Without concerted and urgent action, climate change will exacerbate inequality and widen gaps in human development, according to a new platform launched today by the United Nations Development Program.
Cross-country comparison of the health impacts of climate change points to a future that intensifies current inequalities: among the G20 countries, which account for the bulk of cumulative CO2 emissions, a third will experience additional death rates from climate change climate.
However, this figure rises to almost three quarters of the least developed countries, which will increase inequality markedly in the coming decades.

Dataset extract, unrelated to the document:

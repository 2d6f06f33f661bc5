//! Core types for ChunkStore.

mod ids;

pub use ids::{ChunkId, ChunkIdRange, NodeId};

This phenomenon will also occur within each country. For example, in the Colombian city of Barranquilla, a high-emissions port in the north of the country, the death rate from global warming will rise to 37 per 100,000 people by 2100, a figure five times higher than the current rate. mortality from breast cancer in Colombia.
The new platform, available free of charge on the eve of COP27, provides access to a vast body of research that contributes to action to reduce the uneven effects of rising global greenhouse gas emissions.
UN Refugee Agency calls for ending statelessness limbo
The United Nations High Commissioner for Refugees, Filippo Grandi, today called for redoubled efforts to resolve the plight of those without nationality.
Grandi made this call to coincide with the eighth anniversary of the world campaign of UNHCR to end statelessness, a situation that affects more than four million people and is a widespread and serious violation of human rights.
The head of the organization recalled that those affected face “a devastating legal limbo” and that their lives are marked “by exclusion, deprivation and marginalization.”
Despite great progress in recent years, Grandi stressed that “much more political commitment and efforts are still needed to improve the lives of the millions who languish without citizenship and live in the shadows.”
Since the launch of the campaign, more than 450,000 stateless people have obtained or confirmed their nationality, and tens of thousands of people from Asia, Europe, Africa and the Americas also have a path to citizenship as a result of recently enacted legislative changes.
“I urge governments and lawmakers around the world to use the next two years of the campaign to accelerate action and close the legal and public policy gaps that continue to leave millions of people behind.”
Food prices remained stable in October
The prices of food products remained stable during October with an increase in the cost of cereals that was offset by the decrease in the prices of other basic products, according to the reference index of the United Nations Organization for Agriculture and feeding.
The latest update of this indicator that analyzes the monthly evolution of international prices for a basket of food products was close to 15% below its historical maximum registered in March, although it increased by 2% compared to October 2021 .
While the cost of cereals grew by 3%, the prices of vegetable oils, dairy products and meat fell by more than 1%.
In another report dedicated to grain supply and demand, the agency lowered its forecast for global grain production in 2022 to 2,764 million tonnes, down 1.8 percent from 2021.
Mexico and Spain add two new places to the list of World Agricultural Heritage
And the Food and Agriculture Organization of the United Nations also announced today that five new sites from China, Mexico, Morocco, Spain and Thailand are added to its list of Important World Agricultural Heritage Systems.
Selection criteria for listing state that sites must be of global importance, have public good value, support food and livelihood security, agrobiodiversity, knowledge systems, social values and culture. , as well as outstanding landscapes.
The peninsular Mayan milpa of Mexico is a traditional agroforestry system based on the sustainable use of biodiversity, with a triad of crops such as corn, beans and squash that in some places is complemented by lima beans.
The agri-food system of the León Mountains, in northwestern Spain, is home to a remarkable diversity of land uses with forests (chestnut groves, beech groves, birch trees, juniper groves, oak groves), pastures and cultivated areas. This allows the coexistence of agriculture, livestock, forestry, gathering, hunting and fishing in the same space.